Greg Kester is the Biosolids Program Manager for the California Association of Sanitation Agencies (CASA). He took the position in June 2007.[1]

Involvement with CASA in the Toxic Sludge Industry

In October 2011, Kester spoke at the 2011 BioCycle "11th Annual Conference on Renewable Energy from Organics Recycling" in Middleton, Wisconsin, on a panel entitled "Codigestion at Wastewater Treatment Plants," along with other sewage sludge industry representatives. His segment was entitled, "Regulating FOGs, Food Waste Codigestion at California WWTPs" (Waste Water Treatment Plants).[2] BioCycle Magazine is a publication serving the interests of the sewage sludge industry. The Center for Media and Democracy attended the panel.

CASA supports deregulation of the sewage sludge industry.

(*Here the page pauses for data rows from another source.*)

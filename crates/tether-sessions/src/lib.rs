//! Multi-session conversation management.
//!
//! [`SessionStore`] multiplexes independent conversation sessions,
//! owns the request lifecycle against the conversation API, and
//! serializes session metadata for restore. Every request failure is
//! converted to a per-session error string at this boundary; nothing
//! here propagates an error past a public operation.

#![deny(unsafe_code)]

mod api;
mod persist;
mod store;

pub use api::{ConversationApi, CreateConversationParams, HttpConversationApi};
pub use persist::{JsonFileStore, MemoryStore, PersistedSession, PersistedState, StateStore};
pub use store::SessionStore;
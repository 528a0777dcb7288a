//! Client settings with file loading and environment variable overrides.
//!
//! Loading flow:
//! 1. Start with compiled [`TetherSettings::default()`]
//! 2. If the settings file exists, its values override defaults per-field
//!    (missing fields keep their defaults via serde)
//! 3. Apply environment variable overrides (highest priority)
//!
//! Invalid env values are silently ignored, falling back to file/default.

use std::path::{Path, PathBuf};

use serde::{Deserialize, Serialize};
use tracing::debug;

use crate::constants::RECONNECT_DELAY_MS;
use crate::errors::StorageError;

/// REST API settings.
#[derive(Clone, Debug, PartialEq, Eq, Serialize, Deserialize)]
#[serde(rename_all = "camelCase", default)]
pub struct ApiSettings {
    /// Base URL of the conversation CRUD API.
    pub base_url: String,
}

impl Default for ApiSettings {
    fn default() -> Self {
        Self {
            base_url: "http://127.0.0.1:3001/api".to_owned(),
        }
    }
}

/// Live channel settings.
#[derive(Clone, Debug, PartialEq, Eq, Serialize, Deserialize)]
#[serde(rename_all = "camelCase", default)]
pub struct ChannelSettings {
    /// Base WebSocket URL; the conversation id is appended as a path segment.
    pub ws_url: String,
    /// Fixed delay before reconnecting a dropped subscription.
    pub reconnect_delay_ms: u64,
}

impl Default for ChannelSettings {
    fn default() -> Self {
        Self {
            ws_url: "ws://127.0.0.1:3001/ws/executions".to_owned(),
            reconnect_delay_ms: RECONNECT_DELAY_MS,
        }
    }
}

/// Durable client-state settings.
#[derive(Clone, Debug, PartialEq, Eq, Serialize, Deserialize)]
#[serde(rename_all = "camelCase", default)]
pub struct StorageSettings {
    /// Path of the single JSON record holding session metadata.
    pub state_path: PathBuf,
}

impl Default for StorageSettings {
    fn default() -> Self {
        let home = std::env::var("HOME").unwrap_or_else(|_| "/tmp".to_owned());
        Self {
            state_path: PathBuf::from(home).join(".tether").join("sessions.json"),
        }
    }
}

/// Root settings for the client engine.
#[derive(Clone, Debug, Default, PartialEq, Eq, Serialize, Deserialize)]
#[serde(rename_all = "camelCase", default)]
pub struct TetherSettings {
    /// REST API settings.
    pub api: ApiSettings,
    /// Live channel settings.
    pub channel: ChannelSettings,
    /// Durable state settings.
    pub storage: StorageSettings,
}

/// Resolve the default settings file path (`~/.tether/settings.json`).
#[must_use]
pub fn settings_path() -> PathBuf {
    let home = std::env::var("HOME").unwrap_or_else(|_| "/tmp".to_owned());
    PathBuf::from(home).join(".tether").join("settings.json")
}

impl TetherSettings {
    /// Load settings from the default path with env overrides.
    pub fn load() -> Result<Self, StorageError> {
        Self::load_from_path(&settings_path())
    }

    /// Load settings from a specific path with env overrides.
    ///
    /// A missing file yields defaults; invalid JSON is an error.
    pub fn load_from_path(path: &Path) -> Result<Self, StorageError> {
        let mut settings = if path.exists() {
            debug!(?path, "loading settings from file");
            let content = std::fs::read_to_string(path)?;
            serde_json::from_str(&content)?
        } else {
            debug!(?path, "settings file not found, using defaults");
            Self::default()
        };
        settings.apply_env_overrides();
        Ok(settings)
    }

    /// Apply environment variable overrides.
    fn apply_env_overrides(&mut self) {
        if let Some(v) = read_env_string("TETHER_API_URL") {
            self.api.base_url = v;
        }
        if let Some(v) = read_env_string("TETHER_WS_URL") {
            self.channel.ws_url = v;
        }
        if let Some(v) = read_env_u64("TETHER_RECONNECT_MS", 1, 600_000) {
            self.channel.reconnect_delay_ms = v;
        }
        if let Some(v) = read_env_string("TETHER_STATE_PATH") {
            self.storage.state_path = PathBuf::from(v);
        }
    }
}

/// Read a non-empty string env var.
fn read_env_string(name: &str) -> Option<String> {
    std::env::var(name).ok().filter(|v| !v.is_empty())
}

/// Read an integer env var, rejecting values outside `[min, max]`.
fn read_env_u64(name: &str, min: u64, max: u64) -> Option<u64> {
    std::env::var(name)
        .ok()
        .and_then(|v| v.parse::<u64>().ok())
        .filter(|v| (min..=max).contains(v))
}

// ─────────────────────────────────────────────────────────────────────────────
// Tests
// ─────────────────────────────────────────────────────────────────────────────

#[cfg(test)]
mod tests {
    use super::*;

    #[test]
    fn defaults() {
        let s = TetherSettings::default();
        assert_eq!(s.channel.reconnect_delay_ms, RECONNECT_DELAY_MS);
        assert!(s.api.base_url.starts_with("http://"));
        assert!(s.storage.state_path.ends_with("sessions.json"));
    }

    #[test]
    fn missing_file_yields_defaults() {
        let dir = tempfile::tempdir().unwrap();
        let s = TetherSettings::load_from_path(&dir.path().join("absent.json")).unwrap();
        assert_eq!(s, {
            let mut d = TetherSettings::default();
            d.apply_env_overrides();
            d
        });
    }

    #[test]
    fn partial_file_keeps_other_defaults() {
        let dir = tempfile::tempdir().unwrap();
        let path = dir.path().join("settings.json");
        std::fs::write(&path, r#"{"channel":{"reconnectDelayMs":50}}"#).unwrap();
        let s = TetherSettings::load_from_path(&path).unwrap();
        assert_eq!(s.channel.reconnect_delay_ms, 50);
        assert_eq!(s.api, ApiSettings::default());
    }

    #[test]
    fn invalid_json_is_an_error() {
        let dir = tempfile::tempdir().unwrap();
        let path = dir.path().join("settings.json");
        std::fs::write(&path, "{not json").unwrap();
        assert!(TetherSettings::load_from_path(&path).is_err());
    }

    #[test]
    fn env_u64_rejects_out_of_range() {
        // Uses direct parsing helpers to avoid mutating process env in tests.
        assert_eq!("500".parse::<u64>().ok().filter(|v| (1..=600_000).contains(v)), Some(500));
        assert_eq!("0".parse::<u64>().ok().filter(|v| (1..=600_000).contains(v)), None);
        assert_eq!("abc".parse::<u64>().ok(), None);
    }
}
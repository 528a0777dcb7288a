//! State shared between the channel handle and its transport task.

use std::sync::atomic::{AtomicBool, Ordering};

use parking_lot::Mutex;
use tokio::sync::mpsc::UnboundedSender;
use tokio::sync::Notify;
use tokio_tungstenite::tungstenite::Message;
use tracing::debug;

use tether_core::events::ChannelEvent;
use tether_core::ids::{ConversationId, QuestionId};
use tether_core::model::PendingClarification;

use crate::state::ChannelState;

/// The four derived read-outs of one subscription.
#[derive(Debug, Default, Clone)]
pub struct ChannelReadouts {
    /// Accumulated output lines, including synthesized agent lines.
    pub lines: Vec<String>,
    /// Most recently reported pipeline phase.
    pub phase: Option<String>,
    /// Most recently reported execution status.
    pub status: Option<String>,
    /// The one outstanding question, if any.
    pub clarification: Option<PendingClarification>,
}

/// Folds one parsed event into the read-outs.
pub(crate) fn apply_event(readouts: &mut ChannelReadouts, event: &ChannelEvent) {
    match event {
        ChannelEvent::Output { line, phase } => {
            readouts.lines.push(line.clone());
            readouts.phase = Some(phase.clone());
        }
        ChannelEvent::Phase { phase, status } => {
            readouts.phase = Some(phase.clone());
            readouts.status = Some(status.clone());
        }
        ChannelEvent::Complete { status } => {
            readouts.status = Some(status.clone());
        }
        ChannelEvent::Clarification(clarification) => {
            readouts.clarification = Some(clarification.clone());
        }
        ChannelEvent::ClarificationDismissed { question_id } => {
            let matches = readouts
                .clarification
                .as_ref()
                .is_some_and(|c| &c.question_id == question_id);
            if matches {
                readouts.clarification = None;
            }
        }
        ChannelEvent::ExecutionSnapshot { execution } => {
            readouts.status = Some(execution.status.clone());
            if let Some(phase) = execution.running_phase() {
                readouts.phase = Some(phase.to_owned());
            }
        }
        ChannelEvent::AgentSpawn { .. }
        | ChannelEvent::AgentOutput { .. }
        | ChannelEvent::AgentComplete { .. }
        | ChannelEvent::FileActivity { .. } => {
            if let Some(line) = event.synthetic_line() {
                readouts.lines.push(line);
            }
        }
        ChannelEvent::Unknown => {}
    }
}

/// State shared by the [`crate::LiveChannel`] handle and the transport
/// task it spawns. One instance per subscription; a new subscription
/// always gets a fresh, empty instance so old data cannot leak across
/// conversation IDs.
#[derive(Debug)]
pub(crate) struct ChannelShared {
    conversation_id: ConversationId,
    state: Mutex<ChannelState>,
    events: Mutex<Vec<ChannelEvent>>,
    readouts: Mutex<ChannelReadouts>,
    outbound: Mutex<Option<UnboundedSender<Message>>>,
    torn_down: AtomicBool,
    teardown: Notify,
}

impl ChannelShared {
    pub(crate) fn new(conversation_id: ConversationId) -> Self {
        Self {
            conversation_id,
            state: Mutex::new(ChannelState::Disconnected),
            events: Mutex::new(Vec::new()),
            readouts: Mutex::new(ChannelReadouts::default()),
            outbound: Mutex::new(None),
            torn_down: AtomicBool::new(false),
            teardown: Notify::new(),
        }
    }

    pub(crate) fn conversation_id(&self) -> &ConversationId {
        &self.conversation_id
    }

    pub(crate) fn state(&self) -> ChannelState {
        *self.state.lock()
    }

    /// Applies a state transition unless the channel is already torn
    /// down; `TornDown` is terminal.
    pub(crate) fn set_state(&self, next: ChannelState) {
        let mut state = self.state.lock();
        if *state == ChannelState::TornDown {
            return;
        }
        *state = next;
    }

    pub(crate) fn is_torn_down(&self) -> bool {
        self.torn_down.load(Ordering::SeqCst)
    }

    /// Marks the subscription dead and wakes the transport task.
    pub(crate) fn tear_down(&self) {
        self.torn_down.store(true, Ordering::SeqCst);
        *self.state.lock() = ChannelState::TornDown;
        self.teardown.notify_waiters();
    }

    /// Resolves once teardown has been requested.
    pub(crate) async fn torn_down_notified(&self) {
        loop {
            let notified = self.teardown.notified();
            if self.is_torn_down() {
                return;
            }
            notified.await;
        }
    }

    /// Appends a parsed event to the log and updates the read-outs.
    ///
    /// Dropped silently after teardown.
    pub(crate) fn ingest(&self, event: ChannelEvent) {
        if self.is_torn_down() {
            debug!(conversation_id = %self.conversation_id, "event after teardown dropped");
            return;
        }
        apply_event(&mut self.readouts.lock(), &event);
        self.events.lock().push(event);
    }

    pub(crate) fn set_outbound(&self, sender: UnboundedSender<Message>) {
        *self.outbound.lock() = Some(sender);
    }

    pub(crate) fn clear_outbound(&self) {
        *self.outbound.lock() = None;
    }

    /// Queues an outbound frame if the transport is open.
    pub(crate) fn send_text(&self, text: String) -> bool {
        if self.state() != ChannelState::Open {
            return false;
        }
        let outbound = self.outbound.lock();
        match outbound.as_ref() {
            Some(sender) => sender.send(Message::text(text)).is_ok(),
            None => false,
        }
    }

    /// Clears the pending clarification if it matches `question_id`.
    pub(crate) fn clear_clarification(&self, question_id: &QuestionId) {
        let mut readouts = self.readouts.lock();
        let matches = readouts
            .clarification
            .as_ref()
            .is_some_and(|c| &c.question_id == question_id);
        if matches {
            readouts.clarification = None;
        }
    }

    pub(crate) fn readouts(&self) -> ChannelReadouts {
        self.readouts.lock().clone()
    }

    pub(crate) fn events_snapshot(&self) -> Vec<ChannelEvent> {
        self.events.lock().clone()
    }
}

#[cfg(test)]
mod tests {
    use super::*;

    fn parse(json: &str) -> ChannelEvent {
        serde_json::from_str(json).unwrap()
    }

    #[test]
    fn output_appends_line_and_phase() {
        let mut readouts = ChannelReadouts::default();
        apply_event(
            &mut readouts,
            &parse(r#"{"type":"output","line":"Hello world","phase":"develop"}"#),
        );
        assert_eq!(readouts.lines, vec!["Hello world"]);
        assert_eq!(readouts.phase.as_deref(), Some("develop"));
        assert!(readouts.status.is_none());
    }

    #[test]
    fn phase_updates_both_fields() {
        let mut readouts = ChannelReadouts::default();
        apply_event(
            &mut readouts,
            &parse(r#"{"type":"phase","phase":"verify","status":"running"}"#),
        );
        assert_eq!(readouts.phase.as_deref(), Some("verify"));
        assert_eq!(readouts.status.as_deref(), Some("running"));
    }

    #[test]
    fn complete_sets_terminal_status() {
        let mut readouts = ChannelReadouts::default();
        apply_event(&mut readouts, &parse(r#"{"type":"complete","status":"completed"}"#));
        assert_eq!(readouts.status.as_deref(), Some("completed"));
    }

    #[test]
    fn clarification_set_and_dismissed() {
        let mut readouts = ChannelReadouts::default();
        apply_event(
            &mut readouts,
            &parse(r#"{"type":"clarification","questionId":"q-1","question":"Branch?"}"#),
        );
        assert!(readouts.clarification.is_some());

        // A dismissal for a different question leaves it standing.
        apply_event(
            &mut readouts,
            &parse(r#"{"type":"clarification-dismissed","questionId":"q-9"}"#),
        );
        assert!(readouts.clarification.is_some());

        apply_event(
            &mut readouts,
            &parse(r#"{"type":"clarification-dismissed","questionId":"q-1"}"#),
        );
        assert!(readouts.clarification.is_none());
    }

    #[test]
    fn snapshot_resynchronizes_status_and_phase() {
        let mut readouts = ChannelReadouts::default();
        apply_event(
            &mut readouts,
            &parse(
                r#"{"type":"execution-snapshot","execution":{"id":"e-1","status":"running","pipeline":[{"phase":"plan","status":"completed"},{"phase":"develop","status":"running"}]}}"#,
            ),
        );
        assert_eq!(readouts.status.as_deref(), Some("running"));
        assert_eq!(readouts.phase.as_deref(), Some("develop"));
    }

    #[test]
    fn snapshot_without_running_stage_keeps_phase() {
        let mut readouts = ChannelReadouts {
            phase: Some("develop".into()),
            ..ChannelReadouts::default()
        };
        apply_event(
            &mut readouts,
            &parse(
                r#"{"type":"execution-snapshot","execution":{"id":"e-1","status":"completed","pipeline":[]}}"#,
            ),
        );
        assert_eq!(readouts.status.as_deref(), Some("completed"));
        assert_eq!(readouts.phase.as_deref(), Some("develop"));
    }

    #[test]
    fn agent_events_synthesize_lines() {
        let mut readouts = ChannelReadouts::default();
        apply_event(
            &mut readouts,
            &parse(
                r#"{"type":"agent-spawn","agent":{"id":"a-1","name":"Builder","task":"compile"}}"#,
            ),
        );
        apply_event(
            &mut readouts,
            &parse(r#"{"type":"agent-output","agentId":"a-1","line":"building"}"#),
        );
        apply_event(
            &mut readouts,
            &parse(r#"{"type":"agent-complete","agentId":"a-1","name":"Builder","status":"completed"}"#),
        );
        assert_eq!(
            readouts.lines,
            vec![
                "[Agent: Builder] Starting: compile",
                "building",
                "[Agent: Builder] Completed",
            ]
        );
    }

    #[test]
    fn unknown_frames_change_nothing() {
        let mut readouts = ChannelReadouts::default();
        apply_event(&mut readouts, &parse(r#"{"type":"heartbeat","n":1}"#));
        assert!(readouts.lines.is_empty());
        assert!(readouts.phase.is_none());
        assert!(readouts.status.is_none());
    }

    #[test]
    fn ingest_after_teardown_is_dropped() {
        let shared = ChannelShared::new("conv-1".into());
        shared.ingest(parse(r#"{"type":"output","line":"kept","phase":"develop"}"#));
        shared.tear_down();
        shared.ingest(parse(r#"{"type":"output","line":"dropped","phase":"develop"}"#));
        assert_eq!(shared.readouts().lines, vec!["kept"]);
        assert_eq!(shared.events_snapshot().len(), 1);
        assert_eq!(shared.state(), ChannelState::TornDown);
    }

    #[test]
    fn torn_down_state_is_terminal() {
        let shared = ChannelShared::new("conv-1".into());
        shared.tear_down();
        shared.set_state(ChannelState::Open);
        assert_eq!(shared.state(), ChannelState::TornDown);
    }

    #[test]
    fn send_text_requires_open_state() {
        let shared = ChannelShared::new("conv-1".into());
        assert!(!shared.send_text("{}".into()));
    }
}
//! One real-time subscription per conversation, with transparent reconnect.
//!
//! [`LiveChannel`] owns at most one WebSocket subscription at a time,
//! addressed by conversation ID. Inbound frames are parsed into
//! [`tether_core::events::ChannelEvent`]s, appended to an in-memory log,
//! and folded into four derived read-outs: output lines, current phase,
//! current status, and at most one pending clarification.
//!
//! Any transport close schedules exactly one reconnect attempt after a
//! fixed delay. Teardown is flag-based: every async path checks the
//! torn-down flag before mutating shared state, because a socket that
//! was abandoned mid-handshake can still produce traffic afterwards.

#![deny(unsafe_code)]

mod channel;
mod shared;
mod state;

pub use channel::LiveChannel;
pub use shared::ChannelReadouts;
pub use state::ChannelState;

According to Kester, the California state regulatory body CalRecycle defines compost by temperature rather than by process (e.g., processing organic materials at temperatures above 122 degrees F is compost), and therefore anaerobic digesters (AD) which operate at these temperatures are subject to their composting regulations. In addition, CalRecycle may also now require anaerobic digesters operating at temperatures below 122 degrees F to obtain "a Solid Waste Transfer Station Process Facility Permit if they're receiving any haul-in waste that would normally be conveyed to the sewer lines. So this obviously includes FOG, food waste and, one can even argue, septage." CASA argues that publicly owned treatment works (POTWs) are already regulated for this kind of process under water and air permits, and that the resulting "patch quilt regulatory landscape will provide a real disincentive for increased receipt of this material, and it's really unnecessary."

The California Environmental Quality Act (CEQA) process, he said, is lengthy, expensive and public. CASA also opposes California Department of Food and Agriculture (CDFA) regulation of anaerobic digesters under proposed rendering regulations and has provided comment to CDFA requesting an exemption for POTWs. CASA's objective is a blanket exemption for FOG/food waste in digesters (along with sewage sludge, this is called "codigestion").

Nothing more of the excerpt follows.